Azqa Nadeem | Real-time Sequence Clustering

Description:

In cybersecurity, malicious behavior is known to evolve rapidly to evade detection. For instance, network traffic must be continuously monitored to accurately characterize malware capabilities at any given time.

This creates the need for a real-time sequence clustering approach that can handle evolving data distributions (i.e., due to concept drift). Existing real-time clustering algorithms have limited support for sequential data. Besides, a highly efficient algorithm is required to cluster the large volumes of network traffic required for real-time behavioral analytics. Furthermore, the algorithms that support sequential data do not provide interpretability, which is a problem in itself since the analysts need to be able to understand the evolving behaviors captured by a cluster. There is currently no way to cluster large sequential datasets in real-time while supporting interpretability and concept drift.

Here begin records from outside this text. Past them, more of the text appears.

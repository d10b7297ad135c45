//! Calendar-accurate storage duration and tiered storage cost.
//!
//! Rent is billed per quintal per started month, maintenance per started
//! month, insurance per started year. All amounts are rounded to two
//! decimals.

use chrono::{Datelike, NaiveDate};
use rust_decimal::{Decimal, RoundingStrategy};
use serde::{Deserialize, Serialize};

use granary_core::{DomainError, DomainResult};

use crate::pricing::Pricing;

pub const CURRENCY_SYMBOL: &str = "₹";
const KG_PER_QUINTAL: i64 = 100;

/// Elapsed calendar time between two dates.
#[derive(Debug, Clone, Copy, Default, PartialEq, Eq, Serialize, Deserialize)]
pub struct StoragePeriod {
    pub years: u32,
    pub months: u32,
    pub days: u32,
}

impl StoragePeriod {
    pub fn is_zero(&self) -> bool {
        self.years == 0 && self.months == 0 && self.days == 0
    }

    /// Months billed: a started month counts as a full month.
    pub fn billed_months(&self) -> u32 {
        self.years * 12 + self.months + u32::from(self.days > 0)
    }

    /// Years billed for insurance: a started year counts as a full year.
    pub fn billed_years(&self) -> u32 {
        self.years + u32::from(self.months > 0 || self.days > 0)
    }

    /// Human-readable form, e.g. `"1 year 3 months 5 days"`.
    pub fn describe(&self) -> String {
        [
            (self.years, "year"),
            (self.months, "month"),
            (self.days, "day"),
        ]
        .into_iter()
        .filter(|(n, _)| *n > 0)
        .map(|(n, unit)| {
            if n == 1 {
                format!("{n} {unit}")
            } else {
                format!("{n} {unit}s")
            }
        })
        .collect::<Vec<_>>()
        .join(" ")
    }
}

impl core::fmt::Display for StoragePeriod {
    fn fmt(&self, f: &mut core::fmt::Formatter<'_>) -> core::fmt::Result {
        f.write_str(&self.describe())
    }
}

/// Years, months and days from `entry` to `current`.
///
/// Field-wise difference with borrowing: a negative day count borrows the
/// length of the month before `current` (and of earlier months if the entry
/// day is longer than that month), a negative month count borrows a year.
pub fn storage_period(entry: NaiveDate, current: NaiveDate) -> DomainResult<StoragePeriod> {
    if current < entry {
        return Err(DomainError::invalid(format!(
            "current date {current} precedes entry date {entry}"
        )));
    }

    let mut years = current.year() - entry.year();
    let mut months = current.month() as i32 - entry.month() as i32;
    let mut days = current.day() as i32 - entry.day() as i32;

    let mut cursor = current;
    while days < 0 {
        let previous_month_end = cursor
            .with_day(1)
            .and_then(|first| first.pred_opt())
            .ok_or_else(|| DomainError::invalid(format!("date {cursor} is out of range")))?;
        months -= 1;
        days += previous_month_end.day() as i32;
        cursor = previous_month_end;
    }

    while months < 0 {
        years -= 1;
        months += 12;
    }

    Ok(StoragePeriod {
        years: years.max(0) as u32,
        months: months as u32,
        days: days as u32,
    })
}

/// Display strings showing how each line was computed.
#[derive(Debug, Clone, PartialEq, Eq, Serialize, Deserialize)]
pub struct CostFormulas {
    pub rent: String,
    pub maintenance: String,
    pub insurance: String,
}

#[derive(Debug, Clone, PartialEq, Eq, Serialize, Deserialize)]
pub struct CostBreakdown {
    pub period: String,
    pub period_breakdown: StoragePeriod,
    pub quintals: Decimal,
    pub total_months: u32,
    pub total_years: u32,
    pub rent_cost: Decimal,
    pub maintenance_cost: Decimal,
    pub insurance_cost: Decimal,
    pub total_cost: Decimal,
    pub breakdown: CostFormulas,
}

fn overflow() -> DomainError {
    DomainError::invalid("storage cost overflows")
}

pub fn storage_cost(
    weight_kg: Decimal,
    entry: NaiveDate,
    current: NaiveDate,
    pricing: &Pricing,
) -> DomainResult<CostBreakdown> {
    if weight_kg < Decimal::ZERO {
        return Err(DomainError::invalid("weight cannot be negative"));
    }
    pricing.validate()?;

    let period = storage_period(entry, current)?;
    let quintals = weight_kg / Decimal::from(KG_PER_QUINTAL);
    let total_months = period.billed_months();
    let total_years = period.billed_years();

    let months = Decimal::from(total_months);
    let rent = pricing
        .rent_per_quintal_per_month
        .checked_mul(quintals)
        .and_then(|r| r.checked_mul(months));
    let maintenance = pricing.maintenance_per_month.checked_mul(months);
    let insurance = pricing
        .insurance_per_year
        .checked_mul(Decimal::from(total_years));
    let (Some(rent), Some(maintenance), Some(insurance)) = (rent, maintenance, insurance) else {
        return Err(overflow());
    };
    let total = rent
        .checked_add(maintenance)
        .and_then(|t| t.checked_add(insurance))
        .ok_or_else(overflow)?;

    let (quintals, rent, maintenance, insurance, total) = (
        round2(quintals),
        round2(rent),
        round2(maintenance),
        round2(insurance),
        round2(total),
    );

    let breakdown = CostFormulas {
        rent: format!(
            "{c}{} × {quintals:.2} quintals × {total_months} months = {c}{rent:.2}",
            pricing.rent_per_quintal_per_month,
            c = CURRENCY_SYMBOL,
        ),
        maintenance: format!(
            "{c}{} × {total_months} months = {c}{maintenance:.2}",
            pricing.maintenance_per_month,
            c = CURRENCY_SYMBOL,
        ),
        insurance: format!(
            "{c}{} × {total_years} year(s) = {c}{insurance:.2}",
            pricing.insurance_per_year,
            c = CURRENCY_SYMBOL,
        ),
    };

    Ok(CostBreakdown {
        period: period.describe(),
        period_breakdown: period,
        quintals,
        total_months,
        total_years,
        rent_cost: rent,
        maintenance_cost: maintenance,
        insurance_cost: insurance,
        total_cost: total,
        breakdown,
    })
}

fn round2(value: Decimal) -> Decimal {
    value.round_dp_with_strategy(2, RoundingStrategy::MidpointAwayFromZero)
}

In this project, we aim to develop the first interpretable clustering algorithm that efficiently clusters sequences in real-time (Nadeem & Verwer, 2022). Specifically, we aim to create a linear and real-time version of the k-medoids algorithm. This algorithm should be able to summarize network traffic, i.e., represent important concepts using its k medoids. We will then investigate whether such an algorithm improves the quality of malware capability assessment compared to standard approaches.

Code repo: SECLEDS

References

ECML

SECLEDS: Sequence Clustering in Evolving Data Streams via Multiple Medoids
and Medoid Voting

Nadeem, Azqa, and Verwer, Sicco

In Proceedings of the European Conference on Machine Learning and Principles and Practice of Knowledge Discovery in Databases (ECML/PKDD), 2022

Abstract PDF Code Slides

Sequence clustering in a streaming environment is challenging because it is computationally expensive, and the sequences may evolve over time. K-medoids or Partitioning Around Medoids (PAM) is commonly used to cluster sequences since it supports alignment-based distances, and the k-centers being actual data items helps with cluster interpretability. However, offline k-medoids has no support for concept drift, while also being prohibitively expensive for clustering data streams. We therefore propose SECLEDS, a streaming variant of the k-medoids algorithm with constant memory footprint. SECLEDS has two unique properties: i) it uses multiple medoids per cluster, producing stable highquality clusters, and ii) it handles concept drift using an intuitive Medoid Voting scheme for approximating cluster distances. Unlike existing adaptive algorithms that create new clusters for new concepts, SECLEDS follows a fundamentally different approach, where the clusters themselves evolve with an evolving stream. Using real and synthetic datasets, we empirically demonstrate that SECLEDS produces high-quality clusters regardless of drift, stream size, data dimensionality, and number of clusters. We compare against three popular stream and batch clustering algorithms. The state-of-the-art BanditPAM is used as an offline benchmark. SECLEDS achieves comparable F1 score to BanditPAM while reducing the number of required distance computations by 83.7%. Importantly, SECLEDS outperforms all baselines by 138.7% when the stream contains drift. We also cluster real network traffic, and provide evidence that SECLEDS can support network bandwidths of up to 1.08 Gbps while using the (expensive) dynamic time warping distance.